Os últimos anos não registaram muitos progressos palpáveis neste processo. Um dos valores que já foi lançado como hipótese para a venda do conjunto dos direitos de transmissão nacionais eram €275 milhões, mas Jorge Pavão de Sousa, diretor-geral da DAZN em Portugal, questionou essa verba em entrevista à Lusa, dizendo que “nos últimos oito/nove anos”, o mercado nacional “não tem conseguido monetizar €180 milhões”.
Perante as dúvidas quanto ao desenvolver legislativo, há já certezas quanto à época de competições europeias que já se iniciou. Na nova Liga dos Campeões, Sporting e Benfica disputarão oito jogos na fase regular, ao contrário dos anteriores seis na fase de grupos, mudança que também se aplica à Liga Europa, onde o FC Porto tem presença garantida e o SC Braga lutará por estar.

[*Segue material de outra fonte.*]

//! Mediator between user input and the model.
//!
//! Trims and validates entered text, asks for confirmation before
//! destructive actions, and forwards everything else to [`ShoppingModel`].
//! Holds no state of its own beyond a handle to the model.
//!
//! Observers run while the model is mutably borrowed, so an observer must
//! never borrow the shared model itself.

use crate::model::{
    ItemDraft, ItemId, ItemPatch, ListId, ModelError, ShoppingModel, ValidationError,
};
use std::cell::RefCell;
use std::fmt;
use std::rc::Rc;
use tracing::{debug, info, warn};

#[cfg(test)]
#[path = "mediator_tests.rs"]
mod tests;

/// The model as shared between bootstrap and the event loop.
pub type SharedModel = Rc<RefCell<ShoppingModel>>;

/// A user request, as raw as it came from the UI.
///
/// Text fields are untrimmed; [`Mediator::dispatch`] cleans them.
#[derive(Debug, Clone, PartialEq)]
pub enum Command {
    /// Create an empty, active list.
    CreateList {
        /// Name as typed.
        name: String,
    },
    /// Give a list a new name.
    RenameList {
        /// List to rename.
        list: ListId,
        /// New name as typed.
        name: String,
    },
    /// Remove a list and every item in it. Needs confirmation.
    DeleteList {
        /// List to delete.
        list: ListId,
    },
    /// Check every item and move the list to the completed pane.
    MarkListComplete {
        /// List to complete.
        list: ListId,
    },
    /// Uncheck every item and move the list back to the active pane.
    ReopenList {
        /// List to reopen.
        list: ListId,
    },
    /// Add a participant to a list. Needs confirmation.
    ShareList {
        /// List to share.
        list: ListId,
        /// User name as typed.
        participant: String,
    },
    /// Append an item to a list.
    AddItem {
        /// Target list.
        list: ListId,
        /// Field values from the item form.
        draft: ItemDraft,
    },
    /// Overwrite every editable field of an item.
    UpdateItem {
        /// List holding the item.
        list: ListId,
        /// Item to overwrite.
        item: ItemId,
        /// New field values.
        draft: ItemDraft,
    },
    /// Flip one item between open and checked.
    ToggleItem {
        /// List holding the item.
        list: ListId,
        /// Item to flip.
        item: ItemId,
    },
    /// Remove the item at a position. Needs confirmation.
    DeleteItem {
        /// List holding the item.
        list: ListId,
        /// Position in the list's item vector.
        index: usize,
    },
    /// Add a category to the catalog.
    AddCategory {
        /// Name as typed; stored lowercased.
        name: String,
    },
}

/// A destructive action waiting for a yes/no answer.
#[derive(Debug, Clone, PartialEq, Eq)]
pub enum ConfirmRequest {
    /// Delete a whole list.
    DeleteList {
        /// List to delete.
        list: ListId,
        /// Its name, for the question.
        name: String,
    },
    /// Delete one item.
    DeleteItem {
        /// List holding the item.
        list: ListId,
        /// Position of the item.
        index: usize,
        /// Item name, for the question.
        name: String,
    },
    /// Share a list with someone.
    ShareList {
        /// List to share.
        list: ListId,
        /// Trimmed user name.
        participant: String,
    },
}

impl ConfirmRequest {
    /// Question shown in the confirmation dialog.
    pub fn prompt(&self) -> String {
        match self {
            ConfirmRequest::DeleteList { name, .. } => {
                format!("Delete the list \"{name}\"?")
            }
            ConfirmRequest::DeleteItem { name, .. } => {
                format!("Delete \"{name}\" from the list?")
            }
            ConfirmRequest::ShareList { participant, .. } => {
                format!("Share this list with {participant}?")
            }
        }
    }
}

/// What an applied command did.
///
/// The `Display` text is what the status bar shows.
#[derive(Debug, Clone, PartialEq)]
pub enum Effect {
    /// A list was created.
    ListCreated {
        /// Id of the new list.
        list: ListId,
        /// Its trimmed name.
        name: String,
    },
    /// A list was renamed.
    ListRenamed {
        /// Renamed list.
        list: ListId,
        /// The new name.
        name: String,
    },
    /// A list was deleted.
    ListDeleted {
        /// Id the list had.
        list: ListId,
        /// Name the list had.
        name: String,
    },
    /// A list and all its items were checked.
    ListCompleted {
        /// Completed list.
        list: ListId,
    },
    /// A list and all its items were unchecked.
    ListReopened {
        /// Reopened list.
        list: ListId,
    },
    /// A share request went through.
    ListShared {
        /// Shared list.
        list: ListId,
        /// User the list is shared with.
        participant: String,
        /// False when the participant was already on the list.
        added: bool,
    },
    /// An item was appended.
    ItemAdded {
        /// List holding the item.
        list: ListId,
        /// Id of the new item.
        item: ItemId,
        /// Its trimmed name.
        name: String,
    },
    /// An item's fields were overwritten.
    ItemUpdated {
        /// List holding the item.
        list: ListId,
        /// Updated item.
        item: ItemId,
    },
    /// An item was checked or unchecked.
    ItemToggled {
        /// List holding the item.
        list: ListId,
        /// Toggled item.
        item: ItemId,
        /// State after the toggle.
        completed: bool,
    },
    /// An item was removed.
    ItemDeleted {
        /// List the item was in.
        list: ListId,
        /// Name the item had.
        name: String,
    },
    /// A category exists in the catalog (new or already present).
    CategoryAdded {
        /// Normalised category name.
        name: String,
    },
}

impl fmt::Display for Effect {
    fn fmt(&self, f: &mut fmt::Formatter<'_>) -> fmt::Result {
        match self {
            Effect::ListCreated { name, .. } => write!(f, "Created list \"{name}\""),
            Effect::ListRenamed { name, .. } => write!(f, "Renamed list to \"{name}\""),
            Effect::ListDeleted { name, .. } => write!(f, "Deleted list \"{name}\""),
            Effect::ListCompleted { .. } => f.write_str("List marked as completed"),
            Effect::ListReopened { .. } => f.write_str("List reopened"),
            Effect::ListShared {
                participant,
                added: true,
                ..
            } => write!(f, "Shared with {participant}"),
            Effect::ListShared { participant, .. } => {
                write!(f, "Already shared with {participant}")
            }
            Effect::ItemAdded { name, .. } => write!(f, "Added \"{name}\""),
            Effect::ItemUpdated { .. } => f.write_str("Item updated"),
            Effect::ItemToggled {
                completed: true, ..
            } => f.write_str("Item checked"),
            Effect::ItemToggled { .. } => f.write_str("Item unchecked"),
            Effect::ItemDeleted { name, .. } => write!(f, "Deleted \"{name}\""),
            Effect::CategoryAdded { name } => write!(f, "Category \"{name}\" available"),
        }
    }
}

/// Result of dispatching a command.
#[derive(Debug, Clone, PartialEq)]
#[must_use]
pub enum Outcome {
    /// The model changed.
    Applied(Effect),
    /// Input failed validation; the model was not touched.
    Rejected(ValidationError),
    /// Ask the user, then pass the request to [`Mediator::confirm`].
    NeedsConfirmation(ConfirmRequest),
    /// The model refused (unknown list or item).
    Failed(ModelError),
}

impl Outcome {
    /// True for [`Outcome::Applied`].
    pub fn is_applied(&self) -> bool {
        matches!(self, Outcome::Applied(_))
    }
}

impl From<ModelError> for Outcome {
    fn from(err: ModelError) -> Self {
        Outcome::Failed(err)
    }
}

/// Routes validated commands to the model.
#[derive(Debug, Clone)]
pub struct Mediator {
    model: SharedModel,
    confirm_destructive: bool,
}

Sport TV e DAZN dividirão estas competições, com a Sport TV a ter direito às duas primeiras escolhas de jogos em cada ronda. Ambas as estações decidiram aumentar os seus preços: a Sport TV subiu €5, passando o total multiscreen para €34,99, valor que pode mudar segundo o operador de televisão; a DAZN subiu o pacote total para €20,99, num acréscimo de €3; há, ainda, a BTV, que transmite os jogos do Benfica em casa e custa €11,49, mais €1,5 pela hipótese de ver em vários dispositivos.
Assim, para ter a totalidade dos pacotes das operadoras que transmitem o futebol em Portugal, é preciso pagar cerca de €68,97, cifra que pode variar caso se queira ver em vários dispositivos ou segundo a operador de televisão que se tenha contratada.